The study points to the relationship between social conformity and moral decision-making. This social dynamic was almost certainly in play in Galatia, where preachers from outside the congregation called for strict adherence to the Law. The more people bought into this vision of the Christian life, the more acceptable it seemed to everyone else.

But Olssson observes—and Paul would certainly agree—that, “The fact that a behavior is common doesn’t automatically mean that it’s right—this idea is based on flawed logic that confuses facts with moral values.” Or, in the words of mothers everywhere, just because “everybody else is doing it” doesn’t make it right.

In fact, any human source of moral guidance is bound to break down eventually as culture shifts to one extreme or another. What was once forbidden becomes commonplace; what was once normalized behavior becomes the height of depravity.

And sometimes, we must acknowledge, the trends shift in the wrong directions.

Rather than touting Law-observance, Paul urges the Galatians to be guided by (v. 16) and live by (v. 25) the Spirit. In this way, we calibrate our moral compasses based on something outside of human drives or inclinations and yet deeply personal and fulfilling. This, he says, is the true way toward life-transformation.

“Behaviour Is Considered More Moral the More Common It is,”, 12 Sep 2017 .

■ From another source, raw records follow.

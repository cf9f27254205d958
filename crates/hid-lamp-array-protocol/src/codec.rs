//! Little-endian report reading and writing, plus report-ID framing.

use crate::{ProtocolError, ProtocolResult};

/// Bounds-checked little-endian reader over a borrowed report payload.
///
/// Running past the end yields [`ProtocolError::MalformedReport`] naming the
/// report being decoded.
pub struct ReportReader<'a> {
    report: &'static str,
    data: &'a [u8],
    position: usize,
}

impl<'a> ReportReader<'a> {
    pub fn new(report: &'static str, data: &'a [u8]) -> Self {
        Self {
            report,
            data,
            position: 0,
        }
    }

    /// Create a reader after checking that `data` holds at least `expected` bytes.
    pub fn with_min_len(
        report: &'static str,
        data: &'a [u8],
        expected: usize,
    ) -> ProtocolResult<Self> {
        if data.len() < expected {
            return Err(ProtocolError::MalformedReport {
                report,
                expected,
                actual: data.len(),
            });
        }
        Ok(Self::new(report, data))
    }

    pub fn remaining(&self) -> usize {
        self.data.len().saturating_sub(self.position)
    }

    pub fn position(&self) -> usize {
        self.position
    }

    fn take<const N: usize>(&mut self) -> ProtocolResult<[u8; N]> {
        let end = self.position.saturating_add(N);
        let bytes = self
            .data
            .get(self.position..end)
            .ok_or(ProtocolError::MalformedReport {
                report: self.report,
                expected: end,
                actual: self.data.len(),
            })?;
        let mut out = [0u8; N];
        out.copy_from_slice(bytes);
        self.position = end;
        Ok(out)
    }

    pub fn read_u8(&mut self) -> ProtocolResult<u8> {
        let [value] = self.take::<1>()?;
        Ok(value)
    }

    pub fn read_u16_le(&mut self) -> ProtocolResult<u16> {
        self.take::<2>().map(u16::from_le_bytes)
    }

    pub fn read_u32_le(&mut self) -> ProtocolResult<u32> {
        self.take::<4>().map(u32::from_le_bytes)
    }

    pub fn read_array<const N: usize>(&mut self) -> ProtocolResult<[u8; N]> {
        self.take::<N>()
    }
}

/// Little-endian report writer.
#[derive(Debug, Default)]
pub struct ReportWriter {
    buffer: Vec<u8>,
}

impl ReportWriter {
    pub fn with_capacity(capacity: usize) -> Self {
        Self {
            buffer: Vec::with_capacity(capacity),
        }
    }

    pub fn write_u8(&mut self, value: u8) -> &mut Self {
        self.buffer.push(value);
        self
    }

    pub fn write_u16_le(&mut self, value: u16) -> &mut Self {
        self.buffer.extend_from_slice(&value.to_le_bytes());
        self
    }

    pub fn write_u32_le(&mut self, value: u32) -> &mut Self {
        self.buffer.extend_from_slice(&value.to_le_bytes());
        self
    }

    pub fn write_bytes(&mut self, data: &[u8]) -> &mut Self {
        self.buffer.extend_from_slice(data);
        self
    }

    pub fn len(&self) -> usize {
        self.buffer.len()
    }

    pub fn is_empty(&self) -> bool {
        self.buffer.is_empty()
    }

    pub fn as_slice(&self) -> &[u8] {
        &self.buffer
    }

    pub fn into_inner(self) -> Vec<u8> {
        self.buffer
    }
}

/// Prefix `payload` with its report ID, producing the bytes written to the device.
pub fn frame(report_id: u8, payload: &[u8]) -> Vec<u8> {
    let mut report = Vec::with_capacity(payload.len().saturating_add(1));
    report.push(report_id);
    report.extend_from_slice(payload);
    report
}

/// Split the report ID off a feature report read from the device.
pub fn strip_report_id(expected: u8, report: &[u8]) -> ProtocolResult<&[u8]> {
    let (&actual, payload) = report
        .split_first()
        .ok_or(ProtocolError::MalformedReport {
            report: "feature",
            expected: 1,
            actual: 0,
        })?;
    if actual != expected {
        return Err(ProtocolError::UnexpectedReportId { expected, actual });
    }
    Ok(payload)
}
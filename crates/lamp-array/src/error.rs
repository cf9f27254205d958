//! Driver error types.

use hid_lamp_array_protocol::ProtocolError;
use thiserror::Error;

/// Failures reported by the HID transport collaborator.
#[derive(Error, Debug, Clone, PartialEq, Eq)]
pub enum TransportError {
    #[error("Device not found: vendor={vendor_id:#06x}, product={product_id:#06x}")]
    DeviceNotFound { vendor_id: u16, product_id: u16 },

    #[error("HID I/O error: {0}")]
    Io(String),

    #[error("Device handle closed")]
    Closed,
}

pub type TransportResult<T> = std::result::Result<T, TransportError>;

/// Errors returned by [`LampArray`](crate::LampArray) operations.
#[derive(Error, Debug, Clone, PartialEq, Eq)]
pub enum LampArrayError {
    #[error("Transport error: {0}")]
    Transport(#[from] TransportError),

    #[error("Protocol error: {0}")]
    Protocol(#[from] ProtocolError),

    /// A lamp attributes response described a different lamp than requested.
    ///
    /// The device and driver are out of step; the session is closed.
    #[error("Lamp attributes mismatch: requested lamp {expected}, device answered for {actual}")]
    AttributeMismatch { expected: u16, actual: u16 },

    #[error("Lamp id {id} out of range (lamp count {lamp_count})")]
    IndexOutOfRange { id: u32, lamp_count: u16 },

    #[error("Invalid lamp range {start}..={end} (lamp count {lamp_count})")]
    InvalidRange { start: u32, end: u32, lamp_count: u16 },

    #[error("Lamp array is not open")]
    NotOpen,

    #[error("Lamp array is already open")]
    AlreadyOpen,
}

pub type Result<T> = std::result::Result<T, LampArrayError>;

• When have you noticed your moral behavior changing—for good or ill—because of what people around you did or said?
• How might strict adherence to religious rules be an expression of “the flesh”?
• In practical terms, what does it mean to live by (or be guided by) the Spirit? How do we know if we are doing this?
• How is Paul’s advice superior to the clear-cut instructions of his opponents to look to the Law for moral guidance? How is this advice more challenging?
• What might Paul say to Christians today who base the authenticity of their faith on compliance to religious rules?

Reference Shelf

The Spirit’s Presence

The presence of the Holy Spirit in a human life is not characteristically evidenced in some exotic way, like speaking in tongues, but in inner qualities of character and outward ministry. The fruit of the Spirit includes love, joy, peace, patience, kindness, goodness, faith, gentleness, and self-control (Gal 5:22). Where the Spirit is there is freedom (2 Cor 3:17), love (Rom 5:5), peace and joy (14:17), hope, joy, and peace (15:13). The work of the Spirit is known in the fellowship of the church (2 Cor 13:14). It is by the Spirit that we know the deep things of God (1 Cor 2:10-13). In scripture, those who “spoke from God” are ones “moved by the Holy Spirit” (2 Pet 1:20ff.). Being “filled with the Spirit” is evidenced not in self-serving ways but in ministry to others. When filled with the Holy Spirit, Zechariah preached (Luke 1:67). Filled with the Holy Spirit, Barnabas sold a field and gave the money to care for the poor (Acts 4:36ff; 11:24). Stephen, “full of faith and of the Holy Spirit” (Acts 6:5), gave his life for his witness to Christ. Empowered by the Holy Spirit, Jesus’ followers are to be his witnesses to the end of the earth (Acts 1:8). With the Spirit upon Jesus, he proclaimed his vocation in terms of ministry to human need at every level (Luke 4:18ff.), inclusive of persons as far away as a Sidonian widow (4:26) and a Syrian leper (4:27).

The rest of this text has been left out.